Stored items
★ ★ ★ ★ ★

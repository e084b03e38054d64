//! Benchmarks for the signature codec, the structural comparer and the cloner.
//!
//! - Decoding of method, field, property, local variable and method spec signatures
//! - Re-encoding of decoded signatures
//! - Cross-module comparison of type signatures
//! - Cloning a small type with a method body into a fresh module

extern crate dotgraft;

use criterion::{criterion_group, criterion_main, Criterion};
use dotgraft::{
    cloning::MetadataCloner,
    metadata::{
        comparer::SignatureComparer,
        members::{AssemblyIdentity, AssemblyRef, MethodDef, TypeDef, TypeRef},
        method::{CilOpCode, Instruction, MethodBody, Operand},
        module::Module,
        signatures::{
            parse_field_signature, parse_local_var_signature, parse_method_signature,
            parse_method_spec_signature, parse_property_signature, BlobSignature, SignatureMethod,
            SignatureParameter, TypeSignature,
        },
        token::Token,
    },
};
use std::hint::black_box;

/// Benchmark parsing a method with primitive parameters.
/// Signature: int Method(int a, string b, bool c)
fn bench_decode_method_primitives(c: &mut Criterion) {
    let signature = [0x00, 0x03, 0x08, 0x08, 0x0E, 0x02];

    c.bench_function("decode_method_primitives", |b| {
        b.iter(|| {
            let sig = parse_method_signature(black_box(&signature)).unwrap();
            black_box(sig)
        });
    });
}

/// Benchmark parsing a generic method signature.
/// Signature: T Method<T>(T item)
fn bench_decode_method_generic(c: &mut Criterion) {
    let signature = [0x30, 0x01, 0x01, 0x1E, 0x00, 0x1E, 0x00];

    c.bench_function("decode_method_generic", |b| {
        b.iter(|| {
            let sig = parse_method_signature(black_box(&signature)).unwrap();
            black_box(sig)
        });
    });
}

/// Benchmark parsing a vararg method signature.
/// Signature: void Method(int, ...; string)
fn bench_decode_method_vararg(c: &mut Criterion) {
    let signature = [0x05, 0x02, 0x01, 0x08, 0x41, 0x0E];

    c.bench_function("decode_method_vararg", |b| {
        b.iter(|| {
            let sig = parse_method_signature(black_box(&signature)).unwrap();
            black_box(sig)
        });
    });
}

/// Benchmark parsing a multi-dimensional array field.
/// Signature: int[0...,0...] field
fn bench_decode_field_array(c: &mut Criterion) {
    let signature = [0x06, 0x14, 0x08, 0x02, 0x00, 0x02, 0x00, 0x00];

    c.bench_function("decode_field_array", |b| {
        b.iter(|| {
            let sig = parse_field_signature(black_box(&signature)).unwrap();
            black_box(sig)
        });
    });
}

/// Benchmark parsing an instance property.
/// Signature: string Name { get; }
fn bench_decode_property(c: &mut Criterion) {
    let signature = [0x28, 0x00, 0x0E];

    c.bench_function("decode_property", |b| {
        b.iter(|| {
            let sig = parse_property_signature(black_box(&signature)).unwrap();
            black_box(sig)
        });
    });
}

/// Benchmark parsing a typical set of local variables.
/// Locals: int, string, bool, object, pinned int*, List<int>
fn bench_decode_locals(c: &mut Criterion) {
    let signature = [
        0x07, 0x06, 0x08, 0x0E, 0x02, 0x1C, 0x45, 0x0F, 0x08, 0x15, 0x12, 0x49, 0x01, 0x08,
    ];

    c.bench_function("decode_locals", |b| {
        b.iter(|| {
            let sig = parse_local_var_signature(black_box(&signature)).unwrap();
            black_box(sig)
        });
    });
}

/// Benchmark parsing a method instantiation.
/// Method<int, string>
fn bench_decode_method_spec(c: &mut Criterion) {
    let signature = [0x0A, 0x02, 0x08, 0x0E];

    c.bench_function("decode_method_spec", |b| {
        b.iter(|| {
            let sig = parse_method_spec_signature(black_box(&signature)).unwrap();
            black_box(sig)
        });
    });
}

/// Benchmark encoding a nested generic method signature.
/// Signature: Dictionary<string, List<int>> Method(int[], ref string)
fn bench_encode_method_nested_generic(c: &mut Criterion) {
    let list = TypeSignature::GenericInst(
        Box::new(TypeSignature::Class(Token::new(0x0100_0012))),
        vec![TypeSignature::I4],
    );
    let signature = SignatureMethod {
        return_type: SignatureParameter::from(TypeSignature::GenericInst(
            Box::new(TypeSignature::Class(Token::new(0x0100_0013))),
            vec![TypeSignature::String, list],
        )),
        params: vec![
            SignatureParameter::from(TypeSignature::SzArray(Box::new(TypeSignature::I4))),
            SignatureParameter::from(TypeSignature::ByRef(Box::new(TypeSignature::String))),
        ],
        ..SignatureMethod::default()
    };

    c.bench_function("encode_method_nested_generic", |b| {
        b.iter(|| {
            let blob = black_box(&signature).encode().unwrap();
            black_box(blob)
        });
    });
}

fn module_with_list_ref(name: &str) -> (Module, Token) {
    let mut module = Module::new(name);
    let corlib = module.add_assembly_ref(AssemblyRef::from(&AssemblyIdentity {
        name: "System.Runtime".to_string(),
        ..AssemblyIdentity::default()
    }));
    let list = module.add_type_ref(TypeRef {
        resolution_scope: corlib,
        namespace: "System.Collections.Generic".to_string(),
        name: "List`1".to_string(),
    });
    (module, list)
}

/// Benchmark comparing `List<int>[]` between two module instances.
fn bench_compare_type_signatures(c: &mut Criterion) {
    let (left, left_list) = module_with_list_ref("Left.dll");
    let (right, right_list) = module_with_list_ref("Right.dll");
    let instance = |list| {
        TypeSignature::SzArray(Box::new(TypeSignature::GenericInst(
            Box::new(TypeSignature::Class(list)),
            vec![TypeSignature::I4],
        )))
    };
    let x = instance(left_list);
    let y = instance(right_list);
    let comparer = SignatureComparer::new();

    c.bench_function("compare_type_signatures", |b| {
        b.iter(|| {
            let equal = comparer.type_signature_equals(&left, black_box(&x), &right, black_box(&y));
            black_box(equal)
        });
    });
}

/// Benchmark cloning a type with one method, extending an external type.
fn bench_clone_type(c: &mut Criterion) {
    let (mut source, list) = module_with_list_ref("Source.dll");
    let program = source.add_type_def(TypeDef {
        name: "Program".to_string(),
        extends: list,
        ..TypeDef::default()
    });
    let body = MethodBody {
        instructions: vec![
            Instruction::new(CilOpCode::by_name("nop").unwrap(), Operand::None),
            Instruction::new(CilOpCode::by_name("ret").unwrap(), Operand::None),
        ],
        ..MethodBody::default()
    };
    let main = source.add_method_def(MethodDef {
        name: "Main".to_string(),
        body: Some(body),
        declaring_type: Some(program),
        ..MethodDef::default()
    });
    source.type_def_mut(program).unwrap().methods.push(main);
    let seed = source.handle(program).unwrap();

    c.bench_function("clone_type", |b| {
        b.iter(|| {
            let mut target = Module::new("Target.dll");
            let result = MetadataCloner::new(&source, &mut target)
                .include(seed)
                .clone_members()
                .unwrap();
            black_box(result)
        });
    });
}

criterion_group!(
    benches,
    bench_decode_method_primitives,
    bench_decode_method_generic,
    bench_decode_method_vararg,
    bench_decode_field_array,
    bench_decode_property,
    bench_decode_locals,
    bench_decode_method_spec,
    bench_encode_method_nested_generic,
    bench_compare_type_signatures,
    bench_clone_type,
);
criterion_main!(benches);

★ ★ ★ ★ ★

Retype the entries exactly; leave nothing out.

ANSWER SPACE:
repository e084b03e38054d64
//! Benchmarks for the signature codec, the structural comparer and the cloner.
//!
//! - Decoding of method, field, property, local variable and method spec signatures
//! - Re-encoding of decoded signatures
//! - Cross-module comparison of type signatures
//! - Cloning a small type with a method body into a fresh module

extern crate dotgraft;

use criterion::{criterion_group, criterion_main, Criterion};
use dotgraft::{
    cloning::MetadataCloner,
    metadata::{
        comparer::SignatureComparer,
        members::{AssemblyIdentity, AssemblyRef, MethodDef, TypeDef, TypeRef},
        method::{CilOpCode, Instruction, MethodBody, Operand},
        module::Module,
        signatures::{
            parse_field_signature, parse_local_var_signature, parse_method_signature,
            parse_method_spec_signature, parse_property_signature, BlobSignature, SignatureMethod,
            SignatureParameter, TypeSignature,
        },
        token::Token,
    },
};
use std::hint::black_box;

/// Benchmark parsing a method with primitive parameters.
/// Signature: int Method(int a, string b, bool c)
fn bench_decode_method_primitives(c: &mut Criterion) {
    let signature = [0x00, 0x03, 0x08, 0x08, 0x0E, 0x02];

    c.bench_function("decode_method_primitives", |b| {
        b.iter(|| {
            let sig = parse_method_signature(black_box(&signature)).unwrap();
            black_box(sig)
        });
    });
}

/// Benchmark parsing a generic method signature.
/// Signature: T Method<T>(T item)
fn bench_decode_method_generic(c: &mut Criterion) {
    let signature = [0x30, 0x01, 0x01, 0x1E, 0x00, 0x1E, 0x00];

    c.bench_function("decode_method_generic", |b| {
        b.iter(|| {
            let sig = parse_method_signature(black_box(&signature)).unwrap();
            black_box(sig)
        });
    });
}

/// Benchmark parsing a vararg method signature.
/// Signature: void Method(int, ...; string)
fn bench_decode_method_vararg(c: &mut Criterion) {
    let signature = [0x05, 0x02, 0x01, 0x08, 0x41, 0x0E];

    c.bench_function("decode_method_vararg", |b| {
        b.iter(|| {
            let sig = parse_method_signature(black_box(&signature)).unwrap();
            black_box(sig)
        });
    });
}

/// Benchmark parsing a multi-dimensional array field.
/// Signature: int[0...,0...] field
fn bench_decode_field_array(c: &mut Criterion) {
    let signature = [0x06, 0x14, 0x08, 0x02, 0x00, 0x02, 0x00, 0x00];

    c.bench_function("decode_field_array", |b| {
        b.iter(|| {
            let sig = parse_field_signature(black_box(&signature)).unwrap();
            black_box(sig)
        });
    });
}

/// Benchmark parsing an instance property.
/// Signature: string Name { get; }
fn bench_decode_property(c: &mut Criterion) {
    let signature = [0x28, 0x00, 0x0E];

    c.bench_function("decode_property", |b| {
        b.iter(|| {
            let sig = parse_property_signature(black_box(&signature)).unwrap();
            black_box(sig)
        });
    });
}

/// Benchmark parsing a typical set of local variables.
/// Locals: int, string, bool, object, pinned int*, List<int>
fn bench_decode_locals(c: &mut Criterion) {
    let signature = [
        0x07, 0x06, 0x08, 0x0E, 0x02, 0x1C, 0x45, 0x0F, 0x08, 0x15, 0x12, 0x49, 0x01, 0x08,
    ];

    c.bench_function("decode_locals", |b| {
        b.iter(|| {
            let sig = parse_local_var_signature(black_box(&signature)).unwrap();
            black_box(sig)
        });
    });
}

/// Benchmark parsing a method instantiation.
/// Method<int, string>
fn bench_decode_method_spec(c: &mut Criterion) {
    let signature = [0x0A, 0x02, 0x08, 0x0E];

    c.bench_function("decode_method_spec", |b| {
        b.iter(|| {
            let sig = parse_method_spec_signature(black_box(&signature)).unwrap();
            black_box(sig)
        });
    });
}

/// Benchmark encoding a nested generic method signature.
/// Signature: Dictionary<string, List<int>> Method(int[], ref string)
fn bench_encode_method_nested_generic(c: &mut Criterion) {
    let list = TypeSignature::GenericInst(
        Box::new(TypeSignature::Class(Token::new(0x0100_0012))),
        vec![TypeSignature::I4],
    );
    let signature = SignatureMethod {
        return_type: SignatureParameter::from(TypeSignature::GenericInst(
            Box::new(TypeSignature::Class(Token::new(0x0100_0013))),
            vec![TypeSignature::String, list],
        )),
        params: vec![
            SignatureParameter::from(TypeSignature::SzArray(Box::new(TypeSignature::I4))),
            SignatureParameter::from(TypeSignature::ByRef(Box::new(TypeSignature::String))),
        ],
        ..SignatureMethod::default()
    };

    c.bench_function("encode_method_nested_generic", |b| {
        b.iter(|| {
            let blob = black_box(&signature).encode().unwrap();
            black_box(blob)
        });
    });
}

fn module_with_list_ref(name: &str) -> (Module, Token) {
    let mut module = Module::new(name);
    let corlib = module.add_assembly_ref(AssemblyRef::from(&AssemblyIdentity {
        name: "System.Runtime".to_string(),
        ..AssemblyIdentity::default()
    }));
    let list = module.add_type_ref(TypeRef {
        resolution_scope: corlib,
        namespace: "System.Collections.Generic".to_string(),
        name: "List`1".to_string(),
    });
    (module, list)
}

/// Benchmark comparing `List<int>[]` between two module instances.
fn bench_compare_type_signatures(c: &mut Criterion) {
    let (left, left_list) = module_with_list_ref("Left.dll");
    let (right, right_list) = module_with_list_ref("Right.dll");
    let instance = |list| {
        TypeSignature::SzArray(Box::new(TypeSignature::GenericInst(
            Box::new(TypeSignature::Class(list)),
            vec![TypeSignature::I4],
        )))
    };
    let x = instance(left_list);
    let y = instance(right_list);
    let comparer = SignatureComparer::new();

    c.bench_function("compare_type_signatures", |b| {
        b.iter(|| {
            let equal = comparer.type_signature_equals(&left, black_box(&x), &right, black_box(&y));
            black_box(equal)
        });
    });
}

/// Benchmark cloning a type with one method, extending an external type.
fn bench_clone_type(c: &mut Criterion) {
    let (mut source, list) = module_with_list_ref("Source.dll");
    let program = source.add_type_def(TypeDef {
        name: "Program".to_string(),
        extends: list,
        ..TypeDef::default()
    });
    let body = MethodBody {
        instructions: vec![
            Instruction::new(CilOpCode::by_name("nop").unwrap(), Operand::None),
            Instruction::new(CilOpCode::by_name("ret").unwrap(), Operand::None),
        ],
        ..MethodBody::default()
    };
    let main = source.add_method_def(MethodDef {
        name: "Main".to_string(),
        body: Some(body),
        declaring_type: Some(program),
        ..MethodDef::default()
    });
    source.type_def_mut(program).unwrap().methods.push(main);
    let seed = source.handle(program).unwrap();

    c.bench_function("clone_type", |b| {
        b.iter(|| {
            let mut target = Module::new("Target.dll");
            let result = MetadataCloner::new(&source, &mut target)
                .include(seed)
                .clone_members()
                .unwrap();
            black_box(result)
        });
    });
}

criterion_group!(
    benches,
    bench_decode_method_primitives,
    bench_decode_method_generic,
    bench_decode_method_vararg,
    bench_decode_field_array,
    bench_decode_property,
    bench_decode_locals,
    bench_decode_method_spec,
    bench_encode_method_nested_generic,
    bench_compare_type_signatures,
    bench_clone_type,
);
criterion_main!(benches);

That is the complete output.